Image credit: Tu Hao Chin via Flickr / Creative Commons

Article Citation:

Bartlett, Steven James. 2023. “Rage in America: Why is this Happening?” Social Epistemology Review and Reply Collective 12 (1): 46-60. https://wp.me/p1Bfg0-7xg.

🔹 The PDF of the article gives specific page numbers.

Editor’s Note: Steven James Bartlett’s “Rage in America: Why is this Happening?” will be presented in two parts. Please find below Part I. Please refer to Part II. The PDF of the entire article is linked above in the Article Citation.

Articles in this dialogue:

❦ Bartlett, Steven James. 2022. “The Human Refusal to Look in the Mirror.” Social Epistemology Review and Reply Collective 11 (9): 46-55.

Road rage, too, has now become common and pervasive. Airline rage occurs daily. Inner-city shootings have become so frequent, cities find it hard to track their numbers. The incidence of hate crimes has skyrocketed, as have violent incidents of xenophobia and anti-Semitism. America has become so venomously politically divided, political rage, too, is now widespread. All of these expressions of rage take the form of violent and destructive behavior that often leaves innocent victims dead or injured and others traumatized.

Many Americans do not realize that the extreme incidence and prevalence of rage-driven aggression and destructiveness in the United States is without parallel in any other industrialized country in the world. At the present time, mass killings alone are occurring in this country at a rate some seven times greater than in any other high income country (Fowler et al. 2021, 1).

This is, and should be, a disturbing picture. The situation we face in America calls for an explanation why this is happening.

Most of us have become numb to the frequency of these expressions of intense anger and frustration, uncontrollable resentment and the decision to lash out. We simply watch and feel we can do nothing as these emotions snowball and accumulate in intensity until they take the form of raw, open, and violent rage.

Why is this happening? And why is this happening on such a wide scale, so frequently, so often involving innocent people, and, time and again, young children?

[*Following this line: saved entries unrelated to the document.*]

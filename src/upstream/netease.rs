//! netease cloud music `weapi` scheme.
//!
//! The request payload is JSON-encoded, AES-128-CBC encrypted with a
//! fixed key, base64'd, then encrypted again with a fresh random 16-byte
//! secret. The secret itself travels as `encSecKey`: the hex of a raw
//! modular exponentiation of the byte-reversed secret against the
//! upstream's public RSA parameters, zero-padded to 256 hex chars.
//! The upstream pads with PKCS7 only when the plaintext is not already
//! a block multiple, so the usual padded-encrypt helpers do not apply.

use std::net::Ipv4Addr;
use std::sync::OnceLock;

use aes::cipher::block_padding::NoPadding;
use aes::cipher::{BlockEncryptMut, KeyIvInit};
use anyhow::Context;
use base64::prelude::*;
use num_bigint::BigUint;
use rand::Rng;
use serde_json::{json, Map, Value};

use crate::error::AppError;
use crate::net::{ensure_success, read_text, HttpClient, RetryPolicy};
use crate::parse;
use crate::url::{self, Params};

type Aes128CbcEnc = cbc::Encryptor<aes::Aes128>;

const AES_KEY: &[u8] = b"0CoJUm6Qyw8W8jud";
const AES_IV: &[u8] = b"0102030405060708";
const RSA_EXPONENT: u32 = 0x10001;
const RSA_MODULUS_HEX: &str = "00e0b509f6259df8642dbc3566290147\
7df22677ec152b5ff68ace615bb7b725\
152b3ab17a876aea8a5aa76d2e417629\
ec4ee341f56135fccf695280104e0312\
ecbda92557c93870114af6c9d05c4f7f\
0c3685b7a46bee255932575cce10b424\
d813cfe4875d3e82047b97ddef52741d\
546b8e289dc6935b3ece0462db0a22b8e7";

const HOST: &str = "http://music.163.com";

fn rsa_modulus() -> &'static BigUint {
    static MODULUS: OnceLock<BigUint> = OnceLock::new();
    MODULUS.get_or_init(|| {
        BigUint::parse_bytes(RSA_MODULUS_HEX.as_bytes(), 16).expect("hex constant")
    })
}

/// AES-128-CBC, PKCS7-padded only when the input is not a block
/// multiple, rendered as standard base64.
fn aes_base64(data: &[u8], key: &[u8]) -> Result<String, AppError> {
    let mut buf = data.to_vec();
    let rem = buf.len() % 16;
    if rem != 0 {
        let pad = 16 - rem;
        buf.extend(std::iter::repeat(pad as u8).take(pad));
    }
    let cipher = Aes128CbcEnc::new_from_slices(key, AES_IV)
        .map_err(|e| AppError::Uncaught(anyhow::anyhow!("bad AES key length: {e}")))?;
    let encrypted = cipher.encrypt_padded_vec_mut::<NoPadding>(&buf);
    Ok(BASE64_STANDARD.encode(encrypted))
}

/// Raw `pow(base, e, n)` over the input bytes, zero-padded to 256 hex
/// chars. No OAEP, no PKCS1; the upstream really does textbook RSA.
fn rsa_hex(data: &[u8]) -> String {
    let base = BigUint::from_bytes_be(data);
    let result = base.modpow(&BigUint::from(RSA_EXPONENT), rsa_modulus());
    format!("{:0>256}", result.to_str_radix(16))
}

/// The two form fields a `weapi` POST carries.
pub struct WeapiForm {
    pub params: String,
    pub enc_sec_key: String,
}

pub fn encrypt(payload: &Value, secret: &[u8; 16]) -> Result<WeapiForm, AppError> {
    let plain = serde_json::to_string(payload)
        .map_err(|e| AppError::Uncaught(anyhow::anyhow!("unserializable weapi payload: {e}")))?;
    let inner = aes_base64(plain.as_bytes(), AES_KEY)?;
    let outer = aes_base64(inner.as_bytes(), secret)?;
    let reversed: Vec<u8> = secret.iter().rev().copied().collect();
    Ok(WeapiForm {
        params: outer,
        enc_sec_key: rsa_hex(&reversed),
    })
}

/// 16 url-safe characters, matching the shape of the secrets the web
/// player generates.
fn random_secret<R: Rng>(rng: &mut R) -> [u8; 16] {
    const ALPHABET: &[u8] =
        b"ABCDEFGHIJKLMNOPQRSTUVWXYZabcdefghijklmnopqrstuvwxyz0123456789-_";
    let mut secret = [0u8; 16];
    for byte in &mut secret {
        *byte = ALPHABET[rng.gen_range(0..ALPHABET.len())];
    }
    secret
}

/// Mirrors the payload into the query string; non-scalar values are
/// carried as their JSON text.
fn query_from_payload(payload: &Map<String, Value>) -> Params {
    let mut params = Params::new();
    for (key, value) in payload {
        match value {
            Value::String(s) => params.insert(key, s.as_str()),
            Value::Bool(b) => params.insert(key, *b),
            Value::Number(n) => match n.as_i64() {
                Some(i) => params.insert(key, i),
                None => params.insert(key, n.to_string()),
            },
            other => params.insert(key, other.to_string()),
        };
    }
    params
}

pub struct NeteaseClient {
    http: HttpClient,
    retry: RetryPolicy,
    /// Spoofed-source network, as (network address, host bit count).
    source: (u32, u32),
}

impl NeteaseClient {
    pub fn new(http: HttpClient, source_segment: &str) -> anyhow::Result<Self> {
        let (addr, prefix) = source_segment
            .split_once('/')
            .with_context(|| format!("`{source_segment}` is not CIDR notation"))?;
        let base: Ipv4Addr = addr
            .parse()
            .with_context(|| format!("bad network address in `{source_segment}`"))?;
        let prefix: u32 = prefix
            .parse()
            .with_context(|| format!("bad prefix length in `{source_segment}`"))?;
        anyhow::ensure!(prefix <= 32, "prefix length in `{source_segment}` exceeds 32");
        let host_bits = 32 - prefix;
        let network = if host_bits == 32 {
            0
        } else {
            (u32::from(base) >> host_bits) << host_bits
        };
        Ok(Self {
            http,
            retry: RetryPolicy::default(),
            source: (network, host_bits),
        })
    }

    fn random_source_ip<R: Rng>(&self, rng: &mut R) -> Ipv4Addr {
        let (network, host_bits) = self.source;
        let offset = if host_bits == 0 {
            0
        } else {
            rng.gen_range(0..(1u64 << host_bits)) as u32
        };
        Ipv4Addr::from(network | offset)
    }

    async fn request(
        &self,
        path: &str,
        mut payload: Map<String, Value>,
    ) -> Result<Value, AppError> {
        payload.insert("csrf_token".to_string(), json!(""));
        let query = query_from_payload(&payload);
        let url = url::build(HOST, path, &query);

        let body = Value::Object(payload);
        let secret = random_secret(&mut rand::thread_rng());
        let form = tokio::task::spawn_blocking(move || encrypt(&body, &secret))
            .await
            .map_err(|e| AppError::Uncaught(anyhow::anyhow!("crypto task failed: {e}")))??;

        let source_ip = self.random_source_ip(&mut rand::thread_rng());
        let request = self
            .http
            .client()
            .post(url)
            .header("x-real-ip", source_ip.to_string())
            .form(&[("params", form.params), ("encSecKey", form.enc_sec_key)]);
        let response = self.http.send_retrying(request, &self.retry).await?;
        let response = ensure_success(response).await?;
        let text = read_text(response).await?;
        // A blank 200 is this upstream's way of rejecting a request.
        if text.trim().is_empty() {
            return Err(AppError::upstream(format!(
                "upstream endpoint {path} returned blank content"
            )));
        }
        parse::loose_json(&text)
    }

    pub async fn search(
        &self,
        s: &str,
        search_type: i64,
        limit: i64,
        offset: i64,
    ) -> Result<Value, AppError> {
        let mut payload = Map::new();
        payload.insert("s".into(), json!(s));
        payload.insert("type".into(), json!(search_type));
        payload.insert("limit".into(), json!(limit));
        payload.insert("offset".into(), json!(offset));
        payload.insert("total".into(), json!(true));
        self.request("weapi/cloudsearch/get/web", payload).await
    }

    pub async fn detail(&self, ids: &[i64]) -> Result<Value, AppError> {
        let c: Vec<Value> = ids.iter().map(|id| json!({"id": id.to_string()})).collect();
        let c = serde_json::to_string(&c)
            .map_err(|e| AppError::Uncaught(anyhow::anyhow!("unserializable id list: {e}")))?;
        let mut payload = Map::new();
        payload.insert("c".into(), json!(c));
        self.request("weapi/v3/song/detail", payload).await
    }

    pub async fn song(&self, ids: &[i64], bitrate: i64) -> Result<Value, AppError> {
        let mut payload = Map::new();
        payload.insert("ids".into(), json!(ids));
        payload.insert("br".into(), json!(bitrate));
        self.request("weapi/song/enhance/player/url", payload).await
    }

    pub async fn playlist(&self, id: i64) -> Result<Value, AppError> {
        let mut payload = Map::new();
        payload.insert("id".into(), json!(id));
        payload.insert("total".into(), json!(true));
        payload.insert("offset".into(), json!(0));
        payload.insert("limit".into(), json!(1000));
        payload.insert("n".into(), json!(1000));
        self.request("weapi/v6/playlist/detail", payload).await
    }

    pub async fn lyric(&self, id: i64) -> Result<Value, AppError> {
        let mut payload = Map::new();
        payload.insert("id".into(), json!(id));
        payload.insert("os".into(), json!("pc"));
        payload.insert("lv".into(), json!(-1));
        payload.insert("kv".into(), json!(-1));
        payload.insert("tv".into(), json!(-1));
        self.request("weapi/song/lyric", payload).await
    }
}

#[cfg(test)]
mod tests {
    use rand::SeedableRng;

    use super::*;

    const SECRET: &[u8; 16] = b"0123456789abcdef";

    #[test]
    fn aes_pads_only_partial_blocks() {
        // exactly one block, no padding applied
        assert_eq!(
            aes_base64(b"0123456789abcdef", AES_KEY).unwrap(),
            "+s1cweq9MeCjimX+ZgluyQ=="
        );
        assert_eq!(
            aes_base64(br#"{"csrf_token":""}"#, AES_KEY).unwrap(),
            "eHhjXckqrtZkqcwCalCMx0QuU6Lj9L7Wxouw1iMCnB4="
        );
    }

    #[test]
    fn double_encryption_matches_known_vector() {
        let inner = aes_base64(br#"{"csrf_token":""}"#, AES_KEY).unwrap();
        assert_eq!(
            aes_base64(inner.as_bytes(), SECRET).unwrap(),
            "echuH06dDs7OxMA2egejtvWuTbLs/0W4Iar5ZYYlrHZMs++29jrOmUM2kZbJQK22"
        );
    }

    #[test]
    fn enc_sec_key_matches_known_vector() {
        let reversed: Vec<u8> = SECRET.iter().rev().copied().collect();
        let expected = "35701388baf89fed412e11269b9c76625d095ecaf17f03fa018abe19ea2d38b9\
49debf242ee39a71ca1f6cda71b1b86a45aa909ee27f7e78e267d34e732f0de9\
48206c3340a788d0003372183e2f753c1f78b66ac23d134ac1fc9b993156520e\
a826b8aa89a962d4491b4b8d7e08738e1da9b07aa39bf4a7ef0b1c210728cd52";
        assert_eq!(rsa_hex(&reversed), expected);
    }

    #[test]
    fn encrypt_produces_the_full_form() {
        let form = encrypt(&json!({"csrf_token": ""}), SECRET).unwrap();
        assert_eq!(
            form.params,
            "echuH06dDs7OxMA2egejtvWuTbLs/0W4Iar5ZYYlrHZMs++29jrOmUM2kZbJQK22"
        );
        assert_eq!(form.enc_sec_key.len(), 256);
    }

    #[test]
    fn random_secret_stays_in_the_urlsafe_alphabet() {
        let mut rng = rand::rngs::StdRng::seed_from_u64(1);
        let secret = random_secret(&mut rng);
        assert!(secret
            .iter()
            .all(|b| b.is_ascii_alphanumeric() || *b == b'-' || *b == b'_'));
    }

    #[test]
    fn query_carries_lists_as_json_text() {
        let mut payload = Map::new();
        payload.insert("ids".into(), json!([1, 2]));
        payload.insert("br".into(), json!(320000));
        let params = query_from_payload(&payload);
        assert_eq!(params.get("ids").unwrap().to_string(), "[1,2]");
        assert_eq!(params.get("br").unwrap().to_string(), "320000");
    }

    #[tokio::test]
    async fn source_ip_stays_inside_the_segment() {
        let http = HttpClient::new(
            Default::default(),
            None,
            std::time::Duration::from_secs(1),
            crate::metrics::Metrics::new().unwrap(),
        )
        .unwrap();
        let client = NeteaseClient::new(http, "118.88.88.0/24").unwrap();
        let mut rng = rand::rngs::StdRng::seed_from_u64(9);
        for _ in 0..32 {
            let ip = client.random_source_ip(&mut rng);
            assert_eq!(ip.octets()[..3], [118, 88, 88]);
        }
    }

    #[test]
    fn bad_segments_fail_at_startup() {
        assert!(NeteaseClient::new(test_http(), "885.0.0.0/24").is_err());
        assert!(NeteaseClient::new(test_http(), "10.0.0.0").is_err());
        assert!(NeteaseClient::new(test_http(), "10.0.0.0/40").is_err());
    }

    fn test_http() -> HttpClient {
        HttpClient::new(
            Default::default(),
            None,
            std::time::Duration::from_secs(1),
            crate::metrics::Metrics::new().unwrap(),
        )
        .unwrap()
    }
}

As a species, we have an almost unlimited capacity to become used to things, and we have become habituated to the bad news—that today, once again, children are killed at a school, bystanders at a celebration are bombed or run over, drivers exchange blows or bullets, airline passengers attack one another or the flight crew, and even the police upon whom we depend to prevent these things are targeted and shot. Politicians whose views some people hate are hounded, threatened with violence, and some are attacked, badly injured, or killed.

But there has been almost complete silence in answer to the question “Why is this happening?” Should we be surprised and disappointed by our utter failure to understand what is going on?

On the one hand, silence succeeds in answering that question just by leaving it behind, by ignoring and dismissing it, by resigning ourselves with a sigh, “this is just the way things are now,” and we shake our heads in sad dismay. On the other hand, however, as long as we have no clear answer, we’re unable to learn what we need in order to help us intelligently confront and reduce the continuing outpouring of rage.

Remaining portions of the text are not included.